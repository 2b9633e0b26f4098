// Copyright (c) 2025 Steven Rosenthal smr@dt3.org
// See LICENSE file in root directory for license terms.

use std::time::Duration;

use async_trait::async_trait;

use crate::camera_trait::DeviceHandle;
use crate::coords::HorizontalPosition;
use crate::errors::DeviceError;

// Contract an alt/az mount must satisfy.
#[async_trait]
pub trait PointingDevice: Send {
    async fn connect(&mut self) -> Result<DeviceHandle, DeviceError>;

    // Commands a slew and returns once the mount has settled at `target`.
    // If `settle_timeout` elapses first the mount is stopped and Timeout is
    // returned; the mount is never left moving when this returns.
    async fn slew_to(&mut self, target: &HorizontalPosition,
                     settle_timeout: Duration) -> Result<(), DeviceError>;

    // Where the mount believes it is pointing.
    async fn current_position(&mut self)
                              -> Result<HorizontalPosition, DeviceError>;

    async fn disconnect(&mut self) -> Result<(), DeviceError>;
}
══════════
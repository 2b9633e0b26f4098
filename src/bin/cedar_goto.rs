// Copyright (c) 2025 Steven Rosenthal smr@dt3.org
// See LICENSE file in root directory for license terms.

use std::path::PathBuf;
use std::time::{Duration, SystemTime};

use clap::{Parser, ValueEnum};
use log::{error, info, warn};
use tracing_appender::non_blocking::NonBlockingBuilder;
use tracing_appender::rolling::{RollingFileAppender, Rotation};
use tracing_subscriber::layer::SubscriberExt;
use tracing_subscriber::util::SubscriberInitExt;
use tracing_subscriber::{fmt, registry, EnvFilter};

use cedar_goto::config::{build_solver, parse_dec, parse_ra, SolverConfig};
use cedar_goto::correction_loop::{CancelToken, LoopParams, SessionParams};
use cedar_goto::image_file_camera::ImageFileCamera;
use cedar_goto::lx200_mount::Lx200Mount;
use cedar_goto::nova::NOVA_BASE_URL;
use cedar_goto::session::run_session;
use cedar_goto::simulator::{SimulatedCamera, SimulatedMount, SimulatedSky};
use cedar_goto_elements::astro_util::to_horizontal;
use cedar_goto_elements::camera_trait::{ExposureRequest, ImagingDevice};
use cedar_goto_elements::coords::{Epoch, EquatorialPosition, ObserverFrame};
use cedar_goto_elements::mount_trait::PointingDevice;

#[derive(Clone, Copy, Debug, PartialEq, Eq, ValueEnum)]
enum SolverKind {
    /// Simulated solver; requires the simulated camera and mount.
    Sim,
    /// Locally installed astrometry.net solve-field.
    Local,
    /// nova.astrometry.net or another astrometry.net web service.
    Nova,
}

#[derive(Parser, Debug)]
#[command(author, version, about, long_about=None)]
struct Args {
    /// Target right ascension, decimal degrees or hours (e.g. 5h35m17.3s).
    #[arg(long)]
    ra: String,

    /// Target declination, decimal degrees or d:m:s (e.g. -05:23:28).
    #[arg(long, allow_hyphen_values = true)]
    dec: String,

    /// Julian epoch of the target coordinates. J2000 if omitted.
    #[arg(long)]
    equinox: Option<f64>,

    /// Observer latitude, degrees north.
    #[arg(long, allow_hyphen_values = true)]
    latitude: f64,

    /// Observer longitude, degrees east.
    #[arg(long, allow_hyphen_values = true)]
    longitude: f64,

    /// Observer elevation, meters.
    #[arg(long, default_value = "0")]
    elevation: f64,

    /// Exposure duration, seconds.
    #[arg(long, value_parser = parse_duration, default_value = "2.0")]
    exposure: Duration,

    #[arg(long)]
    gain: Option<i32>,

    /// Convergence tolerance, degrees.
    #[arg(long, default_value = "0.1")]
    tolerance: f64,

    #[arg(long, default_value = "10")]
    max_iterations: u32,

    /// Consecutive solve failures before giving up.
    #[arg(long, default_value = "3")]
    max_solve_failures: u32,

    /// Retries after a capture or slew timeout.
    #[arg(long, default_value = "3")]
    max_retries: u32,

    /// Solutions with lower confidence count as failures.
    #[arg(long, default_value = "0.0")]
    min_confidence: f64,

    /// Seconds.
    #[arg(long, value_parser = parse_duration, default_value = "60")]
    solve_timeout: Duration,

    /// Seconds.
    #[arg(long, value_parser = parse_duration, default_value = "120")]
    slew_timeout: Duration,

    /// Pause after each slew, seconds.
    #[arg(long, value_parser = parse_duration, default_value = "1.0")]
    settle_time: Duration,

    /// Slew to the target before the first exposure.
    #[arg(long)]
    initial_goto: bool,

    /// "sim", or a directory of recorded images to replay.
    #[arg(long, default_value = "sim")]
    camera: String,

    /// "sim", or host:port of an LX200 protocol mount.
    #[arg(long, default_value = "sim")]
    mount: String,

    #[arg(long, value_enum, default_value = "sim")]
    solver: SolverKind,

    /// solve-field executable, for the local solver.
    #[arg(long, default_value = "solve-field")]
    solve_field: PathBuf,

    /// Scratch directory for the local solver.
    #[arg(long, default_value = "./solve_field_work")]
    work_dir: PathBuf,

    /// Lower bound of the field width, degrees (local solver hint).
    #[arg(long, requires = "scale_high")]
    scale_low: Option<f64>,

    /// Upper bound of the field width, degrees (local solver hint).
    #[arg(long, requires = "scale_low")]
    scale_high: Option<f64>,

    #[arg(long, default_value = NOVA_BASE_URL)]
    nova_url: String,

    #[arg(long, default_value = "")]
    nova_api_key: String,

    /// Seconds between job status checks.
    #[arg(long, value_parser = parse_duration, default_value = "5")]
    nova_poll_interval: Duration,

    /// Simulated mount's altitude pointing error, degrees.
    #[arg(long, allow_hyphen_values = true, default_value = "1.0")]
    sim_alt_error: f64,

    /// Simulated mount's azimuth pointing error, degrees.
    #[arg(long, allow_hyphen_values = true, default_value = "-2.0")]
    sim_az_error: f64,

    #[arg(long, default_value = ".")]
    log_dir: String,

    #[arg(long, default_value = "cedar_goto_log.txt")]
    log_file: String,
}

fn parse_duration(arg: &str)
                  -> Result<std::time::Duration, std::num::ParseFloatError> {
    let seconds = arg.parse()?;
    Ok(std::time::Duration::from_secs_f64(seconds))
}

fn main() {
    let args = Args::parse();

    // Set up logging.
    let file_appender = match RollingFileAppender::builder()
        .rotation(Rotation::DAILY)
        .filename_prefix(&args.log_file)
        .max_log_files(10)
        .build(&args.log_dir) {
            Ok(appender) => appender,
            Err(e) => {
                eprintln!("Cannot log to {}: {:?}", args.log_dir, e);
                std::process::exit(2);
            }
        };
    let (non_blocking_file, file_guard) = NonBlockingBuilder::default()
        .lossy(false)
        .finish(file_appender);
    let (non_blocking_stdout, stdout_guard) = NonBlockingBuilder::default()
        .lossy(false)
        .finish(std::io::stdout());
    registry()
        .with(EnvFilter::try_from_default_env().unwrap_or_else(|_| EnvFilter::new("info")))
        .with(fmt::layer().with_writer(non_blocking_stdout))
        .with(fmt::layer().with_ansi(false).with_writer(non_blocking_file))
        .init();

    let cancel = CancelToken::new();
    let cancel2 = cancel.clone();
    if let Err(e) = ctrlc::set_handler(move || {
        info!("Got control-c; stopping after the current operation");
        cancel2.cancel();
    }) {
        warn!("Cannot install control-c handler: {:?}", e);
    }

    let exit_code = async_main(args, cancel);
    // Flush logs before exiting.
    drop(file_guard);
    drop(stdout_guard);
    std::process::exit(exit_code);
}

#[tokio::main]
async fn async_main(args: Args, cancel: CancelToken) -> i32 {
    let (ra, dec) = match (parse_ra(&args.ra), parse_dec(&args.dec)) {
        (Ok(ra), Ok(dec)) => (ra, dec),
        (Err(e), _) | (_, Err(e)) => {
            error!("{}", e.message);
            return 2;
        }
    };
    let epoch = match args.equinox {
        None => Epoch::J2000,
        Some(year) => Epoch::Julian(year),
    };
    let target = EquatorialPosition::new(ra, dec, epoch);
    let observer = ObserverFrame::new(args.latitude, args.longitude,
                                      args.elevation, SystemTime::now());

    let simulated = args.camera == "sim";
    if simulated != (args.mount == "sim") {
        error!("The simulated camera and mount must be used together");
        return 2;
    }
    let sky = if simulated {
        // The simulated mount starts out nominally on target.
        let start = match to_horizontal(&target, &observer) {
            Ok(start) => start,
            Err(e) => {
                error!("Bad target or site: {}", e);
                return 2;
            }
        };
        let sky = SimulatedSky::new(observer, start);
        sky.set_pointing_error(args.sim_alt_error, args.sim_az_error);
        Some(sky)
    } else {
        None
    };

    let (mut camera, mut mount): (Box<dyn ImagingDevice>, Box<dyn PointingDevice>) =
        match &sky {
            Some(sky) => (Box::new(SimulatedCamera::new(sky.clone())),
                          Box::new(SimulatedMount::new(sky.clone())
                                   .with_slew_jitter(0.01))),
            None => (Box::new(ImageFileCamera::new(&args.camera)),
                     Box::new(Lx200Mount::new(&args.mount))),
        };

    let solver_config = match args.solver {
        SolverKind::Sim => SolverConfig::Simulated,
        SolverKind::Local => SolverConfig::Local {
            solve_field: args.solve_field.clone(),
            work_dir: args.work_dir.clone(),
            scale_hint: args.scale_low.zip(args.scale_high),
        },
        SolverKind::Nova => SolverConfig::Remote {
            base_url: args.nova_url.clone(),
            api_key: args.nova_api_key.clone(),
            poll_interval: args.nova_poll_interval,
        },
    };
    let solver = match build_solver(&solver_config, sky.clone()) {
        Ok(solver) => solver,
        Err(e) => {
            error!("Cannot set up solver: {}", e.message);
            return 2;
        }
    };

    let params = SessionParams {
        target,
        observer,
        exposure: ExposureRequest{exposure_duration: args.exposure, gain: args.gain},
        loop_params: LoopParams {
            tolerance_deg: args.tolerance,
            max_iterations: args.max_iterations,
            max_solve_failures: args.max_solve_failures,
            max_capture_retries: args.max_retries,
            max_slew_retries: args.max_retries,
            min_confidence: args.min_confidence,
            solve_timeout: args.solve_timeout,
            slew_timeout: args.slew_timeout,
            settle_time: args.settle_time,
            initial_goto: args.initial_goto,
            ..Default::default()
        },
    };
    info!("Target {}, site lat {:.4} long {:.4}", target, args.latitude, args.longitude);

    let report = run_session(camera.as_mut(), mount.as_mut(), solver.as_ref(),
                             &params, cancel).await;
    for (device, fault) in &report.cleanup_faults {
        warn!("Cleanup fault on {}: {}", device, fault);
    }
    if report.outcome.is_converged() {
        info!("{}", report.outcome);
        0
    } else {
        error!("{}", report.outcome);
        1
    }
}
══════════
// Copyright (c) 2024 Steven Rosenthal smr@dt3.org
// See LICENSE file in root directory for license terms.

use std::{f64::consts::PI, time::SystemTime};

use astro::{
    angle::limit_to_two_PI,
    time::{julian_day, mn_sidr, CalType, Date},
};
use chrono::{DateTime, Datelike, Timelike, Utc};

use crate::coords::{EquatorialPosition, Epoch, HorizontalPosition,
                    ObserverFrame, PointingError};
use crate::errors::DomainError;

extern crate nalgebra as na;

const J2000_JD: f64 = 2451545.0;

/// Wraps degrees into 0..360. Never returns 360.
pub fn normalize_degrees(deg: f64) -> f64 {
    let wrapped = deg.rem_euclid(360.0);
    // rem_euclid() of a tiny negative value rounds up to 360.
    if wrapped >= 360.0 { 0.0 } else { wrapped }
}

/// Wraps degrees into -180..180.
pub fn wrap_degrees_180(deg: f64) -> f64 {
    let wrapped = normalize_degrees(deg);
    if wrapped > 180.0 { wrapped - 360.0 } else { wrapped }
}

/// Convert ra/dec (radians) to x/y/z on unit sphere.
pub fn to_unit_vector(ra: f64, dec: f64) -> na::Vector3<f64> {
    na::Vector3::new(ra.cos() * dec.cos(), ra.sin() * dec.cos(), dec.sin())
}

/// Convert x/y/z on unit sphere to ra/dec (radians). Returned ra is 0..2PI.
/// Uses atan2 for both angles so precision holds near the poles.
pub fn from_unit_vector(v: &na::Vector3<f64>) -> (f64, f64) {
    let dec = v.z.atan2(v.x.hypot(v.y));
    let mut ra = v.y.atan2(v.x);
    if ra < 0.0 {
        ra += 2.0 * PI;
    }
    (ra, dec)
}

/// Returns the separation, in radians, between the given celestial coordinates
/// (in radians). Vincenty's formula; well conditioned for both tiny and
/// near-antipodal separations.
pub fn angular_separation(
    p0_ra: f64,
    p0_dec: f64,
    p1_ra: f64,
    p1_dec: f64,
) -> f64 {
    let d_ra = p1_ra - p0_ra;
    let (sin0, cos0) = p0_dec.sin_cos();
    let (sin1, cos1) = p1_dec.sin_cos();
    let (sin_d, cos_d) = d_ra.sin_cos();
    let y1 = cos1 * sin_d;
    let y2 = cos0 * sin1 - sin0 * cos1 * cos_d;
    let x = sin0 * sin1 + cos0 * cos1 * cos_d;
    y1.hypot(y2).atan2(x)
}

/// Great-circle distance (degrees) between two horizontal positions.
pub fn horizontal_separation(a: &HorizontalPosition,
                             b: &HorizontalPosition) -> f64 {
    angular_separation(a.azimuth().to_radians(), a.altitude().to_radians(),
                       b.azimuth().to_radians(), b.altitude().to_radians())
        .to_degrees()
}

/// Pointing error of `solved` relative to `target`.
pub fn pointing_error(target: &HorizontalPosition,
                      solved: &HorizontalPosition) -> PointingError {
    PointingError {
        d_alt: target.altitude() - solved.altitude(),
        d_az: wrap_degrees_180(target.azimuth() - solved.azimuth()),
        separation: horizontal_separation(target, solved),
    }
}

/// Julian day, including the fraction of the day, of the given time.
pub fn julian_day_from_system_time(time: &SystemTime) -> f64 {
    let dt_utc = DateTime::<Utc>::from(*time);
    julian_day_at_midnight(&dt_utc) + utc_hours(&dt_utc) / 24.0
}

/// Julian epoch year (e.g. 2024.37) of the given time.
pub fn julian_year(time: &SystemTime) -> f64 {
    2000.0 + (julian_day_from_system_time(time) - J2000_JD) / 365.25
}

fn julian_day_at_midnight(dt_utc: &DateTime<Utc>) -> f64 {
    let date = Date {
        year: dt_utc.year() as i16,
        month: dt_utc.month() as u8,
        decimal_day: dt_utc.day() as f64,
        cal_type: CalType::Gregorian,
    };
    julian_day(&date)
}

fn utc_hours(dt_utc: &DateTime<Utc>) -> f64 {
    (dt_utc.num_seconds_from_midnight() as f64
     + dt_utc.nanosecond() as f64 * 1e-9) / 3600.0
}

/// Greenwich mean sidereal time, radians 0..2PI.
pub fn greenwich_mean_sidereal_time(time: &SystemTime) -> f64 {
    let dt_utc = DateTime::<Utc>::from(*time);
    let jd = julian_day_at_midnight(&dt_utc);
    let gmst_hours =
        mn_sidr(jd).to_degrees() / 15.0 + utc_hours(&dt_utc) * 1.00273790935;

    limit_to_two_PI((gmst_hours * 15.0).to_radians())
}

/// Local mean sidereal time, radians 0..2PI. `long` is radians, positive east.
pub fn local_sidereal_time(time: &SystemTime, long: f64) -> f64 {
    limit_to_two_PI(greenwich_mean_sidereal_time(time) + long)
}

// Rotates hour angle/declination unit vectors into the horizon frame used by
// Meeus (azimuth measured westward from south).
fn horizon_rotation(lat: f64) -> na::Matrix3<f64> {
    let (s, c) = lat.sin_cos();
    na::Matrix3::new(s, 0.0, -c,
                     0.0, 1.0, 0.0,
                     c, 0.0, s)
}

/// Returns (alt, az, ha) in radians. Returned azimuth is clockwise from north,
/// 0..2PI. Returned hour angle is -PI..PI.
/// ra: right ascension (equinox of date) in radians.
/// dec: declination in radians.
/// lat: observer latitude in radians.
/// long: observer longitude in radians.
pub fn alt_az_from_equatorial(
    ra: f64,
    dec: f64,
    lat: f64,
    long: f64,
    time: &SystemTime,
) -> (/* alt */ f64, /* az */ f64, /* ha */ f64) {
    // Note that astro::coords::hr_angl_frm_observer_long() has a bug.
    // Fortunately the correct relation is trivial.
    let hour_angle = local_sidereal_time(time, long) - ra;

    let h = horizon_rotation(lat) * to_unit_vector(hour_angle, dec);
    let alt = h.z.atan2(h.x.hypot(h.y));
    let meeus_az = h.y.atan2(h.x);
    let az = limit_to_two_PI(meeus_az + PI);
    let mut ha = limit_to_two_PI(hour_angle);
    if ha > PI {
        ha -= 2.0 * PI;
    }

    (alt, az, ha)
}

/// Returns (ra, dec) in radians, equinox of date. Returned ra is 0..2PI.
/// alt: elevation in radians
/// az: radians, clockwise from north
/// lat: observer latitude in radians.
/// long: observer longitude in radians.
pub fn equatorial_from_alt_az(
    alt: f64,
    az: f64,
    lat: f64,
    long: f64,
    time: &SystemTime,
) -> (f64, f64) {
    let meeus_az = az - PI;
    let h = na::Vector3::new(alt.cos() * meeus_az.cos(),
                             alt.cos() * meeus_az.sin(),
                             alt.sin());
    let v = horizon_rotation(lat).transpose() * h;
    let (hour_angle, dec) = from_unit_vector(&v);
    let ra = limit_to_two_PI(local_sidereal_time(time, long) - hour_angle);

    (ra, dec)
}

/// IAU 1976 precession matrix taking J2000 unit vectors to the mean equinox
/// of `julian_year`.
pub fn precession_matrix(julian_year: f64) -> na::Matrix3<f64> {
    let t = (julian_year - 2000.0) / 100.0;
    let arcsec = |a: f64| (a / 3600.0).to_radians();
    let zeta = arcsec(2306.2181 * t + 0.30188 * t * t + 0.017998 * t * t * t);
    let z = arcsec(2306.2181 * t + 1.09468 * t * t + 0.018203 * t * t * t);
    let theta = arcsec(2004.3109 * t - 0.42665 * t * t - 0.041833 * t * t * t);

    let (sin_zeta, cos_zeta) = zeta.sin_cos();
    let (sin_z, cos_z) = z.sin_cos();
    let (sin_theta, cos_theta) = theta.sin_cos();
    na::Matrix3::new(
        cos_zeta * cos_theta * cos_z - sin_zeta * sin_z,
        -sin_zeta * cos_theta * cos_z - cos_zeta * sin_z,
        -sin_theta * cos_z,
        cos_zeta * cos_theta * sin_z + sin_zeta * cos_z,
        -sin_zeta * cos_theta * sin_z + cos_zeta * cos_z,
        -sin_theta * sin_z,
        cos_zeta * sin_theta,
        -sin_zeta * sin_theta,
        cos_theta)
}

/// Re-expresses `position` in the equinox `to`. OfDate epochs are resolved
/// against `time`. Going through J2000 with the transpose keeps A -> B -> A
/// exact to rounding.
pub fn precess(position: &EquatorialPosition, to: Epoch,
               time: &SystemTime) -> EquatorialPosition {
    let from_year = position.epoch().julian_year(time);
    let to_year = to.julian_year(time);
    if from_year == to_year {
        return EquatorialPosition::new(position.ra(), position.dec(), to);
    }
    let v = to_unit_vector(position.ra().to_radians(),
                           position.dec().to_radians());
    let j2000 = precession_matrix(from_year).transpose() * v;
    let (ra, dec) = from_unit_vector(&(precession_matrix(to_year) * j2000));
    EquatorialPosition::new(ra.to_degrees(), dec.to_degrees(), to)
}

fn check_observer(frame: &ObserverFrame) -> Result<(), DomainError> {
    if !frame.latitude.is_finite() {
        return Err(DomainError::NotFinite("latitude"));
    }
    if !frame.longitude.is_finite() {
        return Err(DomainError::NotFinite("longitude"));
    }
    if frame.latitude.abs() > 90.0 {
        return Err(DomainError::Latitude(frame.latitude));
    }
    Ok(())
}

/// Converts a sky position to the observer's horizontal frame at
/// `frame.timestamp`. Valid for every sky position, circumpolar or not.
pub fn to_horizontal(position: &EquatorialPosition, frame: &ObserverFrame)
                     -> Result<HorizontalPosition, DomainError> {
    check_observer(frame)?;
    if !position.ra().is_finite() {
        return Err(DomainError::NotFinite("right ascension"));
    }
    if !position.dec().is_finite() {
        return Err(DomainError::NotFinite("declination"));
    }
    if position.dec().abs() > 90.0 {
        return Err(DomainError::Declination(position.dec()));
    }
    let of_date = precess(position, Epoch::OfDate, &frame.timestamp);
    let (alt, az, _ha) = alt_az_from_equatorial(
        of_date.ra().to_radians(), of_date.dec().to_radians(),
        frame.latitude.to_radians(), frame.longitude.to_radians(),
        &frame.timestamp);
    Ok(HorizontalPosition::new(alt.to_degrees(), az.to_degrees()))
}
══════════
TASK | Copy out every line of the material above that mentions the word "arcsec".

REPLY TO THE TASK |
    let arcsec = |a: f64| (a / 3600.0).to_radians();
    let zeta = arcsec(2306.2181 * t + 0.30188 * t * t + 0.017998 * t * t * t);
    let z = arcsec(2306.2181 * t + 1.09468 * t * t + 0.018203 * t * t * t);
    let theta = arcsec(2004.3109 * t - 0.42665 * t * t - 0.041833 * t * t * t);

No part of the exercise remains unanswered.